In the interval many things had happened. Hubert, permitted by his anxious
relatives to anticipate the term of the family mourning, had been showily and
expensively united to his heiress; the Hotel de Chelles had been piped, heated
and illuminated in accordance with the bride's requirements; and the young
couple, not content with these utilitarian changes had moved doors, opened
windows, torn down partitions, and given over the great trophied and pilastered
dining-room to a decorative painter with a new theory of the human anatomy.

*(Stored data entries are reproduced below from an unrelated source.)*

impl<R: Read + Seek> StreamReader<R> {
    /// Create a reader over a byte source.
    pub fn new(r: R) -> StreamReader<R> {
        StreamReader {
            r,
            structure: None,
            copy_buf: Vec::new(),
        }
    }

    /// Enable or disable structure tracking. Enabling discards any
    /// previously collected milestones.
    pub fn set_structure_logging(&mut self, enabled: bool) {
        self.structure = enabled.then(StreamStructure::new);
    }

    /// The collected milestone log, if structure tracking is enabled.
    pub fn structure(&self) -> Option<&StreamStructure> {
        self.structure.as_ref()
    }

    /// Position the cursor on the stream's final boundary marker (EOF - 1).
    ///
    /// Required before any tail-first walk.
    ///
    /// # Errors
    ///
    /// Returns [`Error::Io`] if the medium is empty or the seek fails.
    pub fn reset(&mut self) -> Result<()> {
        self.r.seek(SeekFrom::End(-1))?;
        Ok(())
    }

    /// Record a milestone at `position`, or at the current cursor if `None`.
    fn push_milestone(
        &mut self,
        position: Option<u64>,
        kind: MilestoneKind,
        scope: Scope,
        series_uuid: Option<Uuid>,
        comment: Option<String>,
    ) -> Result<()> {
        if self.structure.is_some() {
            let position = match position {
                Some(p) => p,
                None => self.r.stream_position()?,
            };
            if let Some(structure) = self.structure.as_mut() {
                structure.push(position, kind, scope, series_uuid, comment);
            }
        }
        Ok(())
    }

    /// Read one footer backward from the current position, which must be a
    /// boundary marker.
    ///
    /// Reads the marker byte, rewinds to the shadow descriptor, decodes it,
    /// seeks back over the declared body length, and reads the body. On
    /// return the cursor sits at the end of the footer body; callers seek
    /// explicitly from there.
    ///
    /// # Errors
    ///
    /// Returns [`Error::BoundaryViolation`] if the current byte is not 0x00,
    /// [`Error::Codec`] if the declared body length runs past the head of
    /// the stream, or [`Error::Io`] on any short read.
    pub fn read_one_footer(&mut self) -> Result<RawFooter> {
        let marker_position = self.r.stream_position()?;
        self.push_milestone(
            Some(marker_position),
            MilestoneKind::BoundaryMarker,
            Scope::Misc,
            None,
            None,
        )?;

        let mut marker = [0u8; 1];
        self.r.read_exact(&mut marker)?;
        if marker[0] != BOUNDARY_MARKER {
            return Err(Error::BoundaryViolation {
                position: marker_position,
                found: marker[0],
            });
        }

        // The cursor is one past the marker; the descriptor head sits
        // SHADOW_FOOTER_SIZE bytes back.
        let shadow_position = self
            .r
            .seek(SeekFrom::Current(-(SHADOW_FOOTER_SIZE as i64)))?;
        self.push_milestone(
            Some(shadow_position),
            MilestoneKind::ShadowFooterHead,
            Scope::Misc,
            None,
            None,
        )?;

        let mut descriptor = [0u8; SHADOW_DESCRIPTOR_SIZE];
        self.r.read_exact(&mut descriptor)?;
        let (version, type_code, footer_length) = codec::decode_shadow_descriptor(&descriptor);

        let body_offset = shadow_position
            .checked_sub(u64::from(footer_length))
            .ok_or_else(|| {
                Error::Codec(format!(
                    "footer length {footer_length} at offset {shadow_position} runs past the \
                     head of the stream"
                ))
            })?;

        self.r.seek(SeekFrom::Start(body_offset))?;
        self.push_milestone(
            Some(body_offset),
            MilestoneKind::FooterHead,
            Scope::Misc,
            None,
            None,
        )?;

        let mut body = vec![0u8; usize::from(footer_length)];
        self.r.read_exact(&mut body)?;

        tracing::debug!(
            version,
            type_code,
            footer_length,
            body_offset,
            "read footer"
        );

        Ok(RawFooter {
            version,
            type_code,
            body,
            body_offset,
        })
    }

    /// Read the series footer whose boundary marker is at the current
    /// position.
    ///
    /// On return the cursor sits on the preceding region's boundary marker
    /// (when one exists).
    ///
    /// # Returns
    ///
    /// `(footer, payload_offset, next_boundary_offset, total_footer_size)`
    /// where `payload_offset` is the absolute offset of the payload's first
    /// byte, `next_boundary_offset` is the preceding region's boundary
    /// marker offset (negative once the walk reaches the head of the
    /// stream), and `total_footer_size` counts body plus shadow footer.
    ///
    /// # Errors
    ///
    /// Returns [`Error::FooterTypeMismatch`] if the footer is not a series
    /// footer, [`Error::UnsupportedVersion`] for unknown versions, and the
    /// errors of [`read_one_footer`](StreamReader::read_one_footer).
    pub fn read_series_footer(&mut self) -> Result<(SeriesFooter, u64, i64, usize)> {
        self.push_milestone(None, MilestoneKind::BoundaryMarker, Scope::Series, None, None)?;

        let raw = self.read_one_footer()?;

        self.push_milestone(
            Some(raw.body_offset),
            MilestoneKind::SeriesFooterHead,
            Scope::Series,
            None,
            None,
        )?;

        if FooterType::from_code(raw.type_code) != Some(FooterType::Series) {
            return Err(Error::FooterTypeMismatch {
                expected: FooterType::Series,
                found: raw.type_code,
            });
        }

        let footer = match raw.version {
            1 => SeriesFooter::V1(codec::decode_series_footer_v1(&raw.body)?),
            version => {
                return Err(Error::UnsupportedVersion {
                    footer_type: FooterType::Series,
                    version,
                })
            }
        };

        self.push_milestone(
            Some(raw.body_offset),
            MilestoneKind::SeriesFooterDecoded,
            Scope::Series,
            Some(footer.uuid()),
            None,
        )?;

        let payload_offset = raw
            .body_offset
            .checked_sub(footer.bytes_length())
            .ok_or_else(|| {
                Error::Codec(format!(
                    "series payload of {} bytes runs past the head of the stream",
                    footer.bytes_length()
                ))
            })?;
        let next_boundary_offset = payload_offset as i64 - 1;

        if next_boundary_offset >= 0 {
            self.r.seek(SeekFrom::Start(next_boundary_offset as u64))?;
        }

        let total_footer_size = raw.body.len() + SHADOW_FOOTER_SIZE;
        Ok((footer, payload_offset, next_boundary_offset, total_footer_size))
    }

    /// Read the stream footer whose boundary marker is at the current
    /// position (the stream's final byte, after a [`reset`](StreamReader::reset)).
    ///
    /// On return the cursor sits on the last series' boundary marker (when
    /// the stream holds any series).
    ///
    /// # Returns
    ///
    /// `(footer, next_boundary_offset, total_footer_size)`.
    ///
    /// # Errors
    ///
    /// Returns [`Error::FooterTypeMismatch`] if the footer is not a stream
    /// footer, [`Error::UnsupportedVersion`] for unknown versions, and the
    /// errors of [`read_one_footer`](StreamReader::read_one_footer).
    pub fn read_stream_footer(&mut self) -> Result<(StreamFooter, i64, usize)> {
        self.push_milestone(None, MilestoneKind::BoundaryMarker, Scope::Stream, None, None)?;

        let raw = self.read_one_footer()?;

        self.push_milestone(
            Some(raw.body_offset),
            MilestoneKind::StreamFooterHead,
            Scope::Stream,
            None,
            None,
        )?;

        if FooterType::from_code(raw.type_code) != Some(FooterType::Stream) {
            return Err(Error::FooterTypeMismatch {
                expected: FooterType::Stream,
                found: raw.type_code,
            });
        }

        let footer = match raw.version {
            1 => StreamFooter::V1(codec::decode_stream_footer_v1(&raw.body)?),
            version => {
                return Err(Error::UnsupportedVersion {
                    footer_type: FooterType::Stream,
                    version,
                })
            }
        };

        self.push_milestone(
            Some(raw.body_offset),
            MilestoneKind::StreamFooterDecoded,
            Scope::Stream,
            None,
            Some(format!("{} series indexed", footer.series().len())),
        )?;

        let next_boundary_offset = raw.body_offset as i64 - 1;
        if next_boundary_offset >= 0 {
            self.r.seek(SeekFrom::Start(next_boundary_offset as u64))?;
        }

        let total_footer_size = raw.body.len() + SHADOW_FOOTER_SIZE;
        Ok((footer, next_boundary_offset, total_footer_size))
    }

    /// Read the series footer whose boundary marker sits at
    /// `boundary_position`.
    ///
    /// # Returns
    ///
    /// `(footer, payload_offset, total_region_size)` where
    /// `total_region_size` counts payload, footer body, and shadow footer.
    pub fn read_series_info_at(
        &mut self,
        boundary_position: u64,
    ) -> Result<(SeriesFooter, u64, u64)> {
        self.r.seek(SeekFrom::Start(boundary_position))?;

        let (footer, payload_offset, _, total_footer_size) = self.read_series_footer()?;

        self.push_milestone(
            Some(payload_offset),
            MilestoneKind::SeriesDataHead,
            Scope::Series,
            Some(footer.uuid()),
            None,
        )?;

        let total_region_size = total_footer_size as u64 + footer.bytes_length();
        Ok((footer, payload_offset, total_region_size))
    }

    /// Read a series located by its stream-footer index entry, copying the
    /// payload into `sink` while verifying the checksum.
    ///
    /// With no sink the payload is still consumed so the checksum can be
    /// computed.
    ///
    /// # Returns
    ///
    /// `(footer, total_region_size, checksum_ok)`.
    ///
    /// # Errors
    ///
    /// Returns [`Error::Io`] on a short payload read, [`Error::Usage`] if a
    /// callback sink consumes a different byte count than the payload holds,
    /// and the errors of [`read_series_footer`](StreamReader::read_series_footer).
    pub fn read_series(
        &mut self,
        info: &IndexedSeriesInfo,
        sink: Option<PayloadSink<'_>>,
    ) -> Result<(SeriesFooter, u64, bool)> {
        let boundary_position = u64::try_from(info.absolute_position).map_err(|_| {
            Error::Codec(format!(
                "indexed series {} has negative position {}",
                info.uuid, info.absolute_position
            ))
        })?;

        let (footer, payload_offset, total_region_size) =
            self.read_series_info_at(boundary_position)?;

        self.r.seek(SeekFrom::Start(payload_offset))?;

        let bytes_length = footer.bytes_length();
        let mut fnv = Fnv1a32::new();

        match sink {
            Some(PayloadSink::Reader(callback)) => {
                let mut consumed = 0u64;
                let mut tee = TeeReader {
                    inner: (&mut self.r).take(bytes_length),
                    fnv: &mut fnv,
                    count: &mut consumed,
                };
                callback.read_payload(&mut tee, &footer)?;
                if consumed != bytes_length {
                    return Err(Error::Usage(format!(
                        "payload callback consumed {consumed} of {bytes_length} bytes"
                    )));
                }
            }
            mut writer_or_none => {
                if self.copy_buf.is_empty() {
                    self.copy_buf.resize(PAYLOAD_COPY_BUFFER_SIZE, 0);
                }

                let mut remaining = bytes_length;
                while remaining > 0 {
                    let want = remaining.min(self.copy_buf.len() as u64) as usize;
                    let n = self.r.read(&mut self.copy_buf[..want])?;
                    if n == 0 {
                        return Err(Error::Io(std::io::Error::new(
                            std::io::ErrorKind::UnexpectedEof,
                            format!("payload ended with {remaining} bytes unread"),
                        )));
                    }

                    let chunk = &self.copy_buf[..n];
                    fnv.update(chunk);
                    if let Some(PayloadSink::Writer(w)) = writer_or_none.as_mut() {
                        w.write_all(chunk)?;
                    }
                    remaining -= n as u64;
                }
            }
        }

        let checksum_ok = fnv.digest() == footer.data_fnv1a_checksum();
        if !checksum_ok {
            tracing::warn!(
                uuid = %footer.uuid(),
                expected = footer.data_fnv1a_checksum(),
                computed = fnv.digest(),
                "series payload checksum mismatch"
            );
        }

        Ok((footer, total_region_size, checksum_ok))
    }
}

Undine had silently assisted at this spectacle, and at the sight of the old
Marquise's abject acquiescence; she had seen the Duchesse de Dordogne and the
Princesse Estradina go past her door to visit Hubert's premier and marvel at the
American bath-tubs and the Annamite bric-a-brac; and she had been present, with
her husband, at the banquet at which Hubert had revealed to the astonished
Faubourg the prehistoric episodes depicted on his dining-room walls. She had
accepted all these necessities with the stoicism which the last months had
developed in her; for more and more, as the days passed, she felt herself in the
grasp of circumstances stronger than any effort she could oppose to them. The
very absence of external pressure, of any tactless assertion of authority on her
husband's part, intensified the sense of her helplessness. He simply left it to
her to infer that, important as she might be to him in certain ways, there were
others in which she did not weigh a feather.

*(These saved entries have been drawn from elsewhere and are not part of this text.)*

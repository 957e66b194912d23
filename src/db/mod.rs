use anyhow::Result;
use chrono::{DateTime, Utc};
use rusqlite::{params, Connection};
use std::sync::{Arc, Mutex};

pub mod models;
use models::*;

use crate::markets::{game_id_from_event, MarketCategory};
use crate::models::probability::probability_bucket;

/// Thread-safe SQLite handle (single connection with mutex).
#[derive(Clone)]
pub struct Database {
    conn: Arc<Mutex<Connection>>,
}

impl Database {
    /// Open (or create) the SQLite database at the given path.
    /// `:memory:` is accepted for tests and throwaway dry runs.
    pub fn open(path: &str) -> Result<Self> {
        let conn = Connection::open(path)?;
        if path != ":memory:" {
            conn.execute_batch("PRAGMA journal_mode=WAL;")?;
        }
        let db = Database {
            conn: Arc::new(Mutex::new(conn)),
        };
        db.run_migrations()?;
        Ok(db)
    }

    /// Run schema migrations (idempotent).
    fn run_migrations(&self) -> Result<()> {
        let conn = self.conn.lock().unwrap();
        conn.execute_batch(SCHEMA_SQL)?;
        Ok(())
    }

    // ── Pending bets ─────────────────────────────────────────────────────────

    /// Load every PENDING bet from the intelligence log. The game id is
    /// recovered from the deterministic event-id suffix.
    pub fn list_pending_bets(&self) -> Result<Vec<PendingBet>> {
        let conn = self.conn.lock().unwrap();
        let mut stmt = conn.prepare(
            "SELECT event_id, selection, teams, sport, odds, edge
             FROM intelligence_log WHERE outcome = 'PENDING'
             ORDER BY timestamp ASC",
        )?;
        let rows = stmt.query_map([], |row| {
            Ok((
                row.get::<_, String>(0)?,
                row.get::<_, String>(1)?,
                row.get::<_, String>(2)?,
                row.get::<_, String>(3)?,
                row.get::<_, f64>(4)?,
                row.get::<_, f64>(5)?,
            ))
        })?;
        let mut bets = Vec::new();
        for row in rows {
            let (event_id, selection, teams, sport, odds, edge) = row?;
            let Some(game_id) = game_id_from_event(&event_id, &selection) else {
                // Row predates the deterministic id scheme; skip it.
                continue;
            };
            let category = MarketCategory::from_selection(&selection);
            bets.push(PendingBet {
                event_id,
                game_id,
                selection,
                teams,
                sport,
                odds,
                edge,
                category,
            });
        }
        Ok(bets)
    }

    // ── Persist (single transaction) ─────────────────────────────────────────

    /// Replay the run's INSERT/DELETE ops in one transaction, append
    /// calibration rows (savepoint-guarded), and update the heartbeat.
    /// Any error rolls the whole transaction back.
    pub fn persist_operations(&self, ops: &[Opportunity], now: DateTime<Utc>) -> Result<PersistStats> {
        let mut conn = self.conn.lock().unwrap();
        let mut tx = conn.transaction()?;
        let mut stats = PersistStats::default();

        for op in ops {
            match op.op_type {
                OpType::Delete => {
                    tx.execute(
                        "DELETE FROM intelligence_log WHERE event_id = ?1",
                        params![op.event_id],
                    )?;
                    tx.execute(
                        "DELETE FROM calibration_log WHERE event_id = ?1",
                        params![op.event_id],
                    )?;
                    stats.deleted += 1;
                }
                OpType::Insert => {
                    upsert_opportunity(&tx, op)?;
                    stats.inserted += 1;
                    // Calibration rows are best-effort: a failure here must
                    // never abort the main insert.
                    match append_calibration(&mut tx, op, now) {
                        Ok(()) => stats.calibration_rows += 1,
                        Err(e) => {
                            stats.calibration_failures += 1;
                            tracing::warn!(
                                "Calibration append failed for {}: {}",
                                op.event_id,
                                e
                            );
                        }
                    }
                }
            }
        }

        tx.execute(
            "INSERT INTO heartbeat (key, value, updated_at)
             VALUES ('model_last_run', ?1, ?1)
             ON CONFLICT(key) DO UPDATE SET value = excluded.value,
                                            updated_at = excluded.updated_at",
            params![now],
        )?;

        tx.commit()?;
        Ok(stats)
    }

    // ── Alert dedup ──────────────────────────────────────────────────────────

    /// Has this content hash already produced an alert?
    pub fn alert_seen(&self, bet_id: &str) -> Result<bool> {
        let conn = self.conn.lock().unwrap();
        let count: i64 = conn.query_row(
            "SELECT COUNT(*) FROM telegram_alerts WHERE bet_id = ?1",
            params![bet_id],
            |r| r.get(0),
        )?;
        Ok(count > 0)
    }

    /// Record a sent alert. Idempotent under concurrent retries.
    pub fn record_alert(&self, bet_id: &str, run_id: &str, payload_json: &str) -> Result<()> {
        let conn = self.conn.lock().unwrap();
        conn.execute(
            "INSERT INTO telegram_alerts (bet_id, run_id, payload_json, created_at)
             VALUES (?1, ?2, ?3, ?4)
             ON CONFLICT(bet_id) DO NOTHING",
            params![bet_id, run_id, payload_json, Utc::now()],
        )?;
        Ok(())
    }

    pub fn alert_count(&self) -> Result<i64> {
        let conn = self.conn.lock().unwrap();
        Ok(conn.query_row("SELECT COUNT(*) FROM telegram_alerts", [], |r| r.get(0))?)
    }

    // ── Introspection (monitoring + tests) ───────────────────────────────────

    /// Timestamp of the last completed persist, if any.
    pub fn last_run_at(&self) -> Result<Option<DateTime<Utc>>> {
        let conn = self.conn.lock().unwrap();
        let ts = conn
            .query_row(
                "SELECT updated_at FROM heartbeat WHERE key = 'model_last_run'",
                [],
                |r| r.get(0),
            )
            .ok();
        Ok(ts)
    }

    pub fn pending_count(&self) -> Result<i64> {
        let conn = self.conn.lock().unwrap();
        Ok(conn.query_row(
            "SELECT COUNT(*) FROM intelligence_log WHERE outcome = 'PENDING'",
            [],
            |r| r.get(0),
        )?)
    }

    /// Fetch a few intelligence-log fields by event id.
    pub fn intelligence_row(&self, event_id: &str) -> Result<Option<IntelligenceRow>> {
        let conn = self.conn.lock().unwrap();
        let row = conn
            .query_row(
                "SELECT event_id, selection, odds, true_prob, edge, stake, trigger_type,
                        ticket_pct, money_pct, sharp_score, home_rest, away_rest,
                        outcome, metadata
                 FROM intelligence_log WHERE event_id = ?1",
                params![event_id],
                |row| {
                    Ok(IntelligenceRow {
                        event_id: row.get(0)?,
                        selection: row.get(1)?,
                        odds: row.get(2)?,
                        true_prob: row.get(3)?,
                        edge: row.get(4)?,
                        stake: row.get(5)?,
                        trigger_type: row.get(6)?,
                        ticket_pct: row.get(7)?,
                        money_pct: row.get(8)?,
                        sharp_score: row.get(9)?,
                        home_rest: row.get(10)?,
                        away_rest: row.get(11)?,
                        outcome: row.get(12)?,
                        metadata: row.get(13)?,
                    })
                },
            )
            .ok();
        Ok(row)
    }

    pub fn calibration_rows(&self, event_id: &str) -> Result<i64> {
        let conn = self.conn.lock().unwrap();
        Ok(conn.query_row(
            "SELECT COUNT(*) FROM calibration_log WHERE event_id = ?1",
            params![event_id],
            |r| r.get(0),
        )?)
    }
}

/// Slice of an intelligence-log row used by monitors and tests.
#[derive(Debug, Clone)]
pub struct IntelligenceRow {
    pub event_id: String,
    pub selection: String,
    pub odds: f64,
    pub true_prob: f64,
    pub edge: f64,
    pub stake: f64,
    pub trigger_type: String,
    pub ticket_pct: Option<f64>,
    pub money_pct: Option<f64>,
    pub sharp_score: i32,
    pub home_rest: Option<i64>,
    pub away_rest: Option<i64>,
    pub outcome: String,
    pub metadata: Option<String>,
}

// ── SQL helpers ────────────────────────────────────────────────────────────────

fn upsert_opportunity(tx: &rusqlite::Transaction, op: &Opportunity) -> Result<()> {
    let metadata_json = {
        let value = sanitize_json(&serde_json::Value::Object(op.metadata.clone()));
        serde_json::to_string(&value)?
    };
    let ref_at = |i: usize| op.referees.get(i).cloned();
    tx.execute(
        "INSERT INTO intelligence_log (
            event_id, timestamp, kickoff, sport, teams, selection, odds,
            true_prob, edge, stake, trigger_type, ticket_pct, money_pct,
            sharp_score, home_rest, away_rest, ref_1, ref_2, ref_3,
            home_adj_em, away_adj_em, home_adj_o, away_adj_o,
            home_adj_d, away_adj_d, home_tempo, away_tempo,
            outcome, metadata, accepted
         ) VALUES (?1,?2,?3,?4,?5,?6,?7,?8,?9,?10,?11,?12,?13,?14,?15,?16,
                   ?17,?18,?19,?20,?21,?22,?23,?24,?25,?26,?27,'PENDING',?28,1)
         ON CONFLICT(event_id) DO UPDATE SET
            timestamp    = excluded.timestamp,
            kickoff      = excluded.kickoff,
            selection    = excluded.selection,
            odds         = excluded.odds,
            true_prob    = excluded.true_prob,
            edge         = excluded.edge,
            stake        = excluded.stake,
            trigger_type = excluded.trigger_type,
            ticket_pct   = COALESCE(excluded.ticket_pct, ticket_pct),
            money_pct    = COALESCE(excluded.money_pct, money_pct),
            sharp_score  = COALESCE(NULLIF(excluded.sharp_score, 0), sharp_score),
            home_rest    = excluded.home_rest,
            away_rest    = excluded.away_rest,
            ref_1        = excluded.ref_1,
            ref_2        = excluded.ref_2,
            ref_3        = excluded.ref_3,
            home_adj_em  = excluded.home_adj_em,
            away_adj_em  = excluded.away_adj_em,
            home_adj_o   = excluded.home_adj_o,
            away_adj_o   = excluded.away_adj_o,
            home_adj_d   = excluded.home_adj_d,
            away_adj_d   = excluded.away_adj_d,
            home_tempo   = excluded.home_tempo,
            away_tempo   = excluded.away_tempo,
            metadata     = excluded.metadata",
        params![
            op.event_id,
            op.timestamp,
            op.kickoff,
            op.sport,
            op.teams,
            op.selection,
            op.odds,
            op.true_prob,
            op.edge,
            op.stake,
            op.trigger_type,
            op.ticket_pct,
            op.money_pct,
            op.sharp_score,
            op.home_rest,
            op.away_rest,
            ref_at(0),
            ref_at(1),
            ref_at(2),
            op.features.home_adj_em,
            op.features.away_adj_em,
            op.features.home_adj_o,
            op.features.away_adj_o,
            op.features.home_adj_d,
            op.features.away_adj_d,
            op.features.home_tempo,
            op.features.away_tempo,
            metadata_json,
        ],
    )?;
    Ok(())
}

fn append_calibration(
    tx: &mut rusqlite::Transaction,
    op: &Opportunity,
    now: DateTime<Utc>,
) -> Result<()> {
    let sp = tx.savepoint_with_name("calibration")?;
    let result = sp.execute(
        "INSERT INTO calibration_log (event_id, timestamp, predicted_prob, bucket)
         VALUES (?1, ?2, ?3, ?4)",
        params![
            op.event_id,
            now,
            op.true_prob,
            probability_bucket(op.true_prob)
        ],
    );
    match result {
        Ok(_) => {
            sp.commit()?;
            Ok(())
        }
        Err(e) => Err(e.into()),
    }
}

/// SQLite schema (idempotent CREATE IF NOT EXISTS).
pub const SCHEMA_SQL: &str = r#"
CREATE TABLE IF NOT EXISTS intelligence_log (
    event_id     TEXT PRIMARY KEY,
    timestamp    TEXT NOT NULL,
    kickoff      TEXT NOT NULL,
    sport        TEXT NOT NULL,
    teams        TEXT NOT NULL,
    selection    TEXT NOT NULL,
    odds         REAL NOT NULL,
    true_prob    REAL NOT NULL,
    edge         REAL NOT NULL,
    stake        REAL NOT NULL,
    trigger_type TEXT NOT NULL,
    closing_odds REAL,
    ticket_pct   REAL,
    money_pct    REAL,
    sharp_score  INTEGER NOT NULL DEFAULT 0,
    home_rest    INTEGER,
    away_rest    INTEGER,
    ref_1        TEXT,
    ref_2        TEXT,
    ref_3        TEXT,
    home_adj_em  REAL,
    away_adj_em  REAL,
    home_adj_o   REAL,
    away_adj_o   REAL,
    home_adj_d   REAL,
    away_adj_d   REAL,
    home_tempo   REAL,
    away_tempo   REAL,
    outcome      TEXT NOT NULL DEFAULT 'PENDING',
    metadata     TEXT,
    settled_at   TEXT,
    net_units    REAL,
    accepted     INTEGER NOT NULL DEFAULT 1
);

CREATE TABLE IF NOT EXISTS calibration_log (
    id             INTEGER PRIMARY KEY AUTOINCREMENT,
    event_id       TEXT NOT NULL,
    timestamp      TEXT NOT NULL,
    predicted_prob REAL NOT NULL,
    bucket         TEXT NOT NULL
);

CREATE TABLE IF NOT EXISTS telegram_alerts (
    bet_id       TEXT PRIMARY KEY,
    run_id       TEXT NOT NULL,
    payload_json TEXT NOT NULL,
    created_at   TEXT NOT NULL
);

CREATE TABLE IF NOT EXISTS heartbeat (
    key        TEXT PRIMARY KEY,
    value      TEXT NOT NULL,
    updated_at TEXT NOT NULL
);

CREATE INDEX IF NOT EXISTS idx_intel_outcome ON intelligence_log(outcome);
CREATE INDEX IF NOT EXISTS idx_intel_sport ON intelligence_log(sport);
CREATE INDEX IF NOT EXISTS idx_calibration_event ON calibration_log(event_id);
"#;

Their outward relations had not changed since her outburst on the subject of
Hubert's marriage. That incident had left her half-ashamed, half-frightened at
her behaviour, and she had tried to atone for it by the indirect arts that were
her nearest approach to acknowledging herself in the wrong. Raymond met her
advances with a good grace, and they lived through the rest of the winter on
terms of apparent understanding. When the spring approached it was he who
suggested that, since his mother had consented to Hubert's marrying before the
year of mourning was over, there was really no reason why they should not go up
to Paris as usual; and she was surprised at the readiness with which he prepared
to accompany her.
A year earlier she would have regarded this as another proof of her power;
but she now drew her inferences less quickly. Raymond was as "lovely" to her as
ever; but more than once, during their months in the country, she had had a
startled sense of not giving him all he expected of her. She had admired him,
before their marriage, as a model of social distinction; during the honeymoon he
had been the most ardent of lovers; and with their settling down at Saint Desert
she had prepared to resign herself to the society of a country gentleman
absorbed in sport and agriculture. But Raymond, to her surprise, had again
developed a disturbing resemblance to his predecessor. During the long winter
afternoons, after he had gone over his accounts with the bailiff, or written his
business letters, he took to dabbling with a paint-box, or picking out new
scores at the piano; after dinner, when they went to the library, he seemed to
expect to read aloud to her from the reviews and papers he was always receiving;
and when he had discovered her inability to fix her attention he fell into the
way of absorbing himself in one of the old brown books with which the room was
lined. At first he tried--as Ralph had done--to tell her about what he was
reading or what was happening in the world; but her sense of inadequacy made her
slip away to other subjects, and little by little their talk died down to
monosyllables. Was it possible that, in spite of his books, the evenings seemed
as long to Raymond as to her, and that he had suggested going back to Paris
because he was bored at Saint Desert? Bored as she was herself, she resented his
not finding her company all-sufficient, and was mortified by the discovery that
there were regions of his life she could not enter.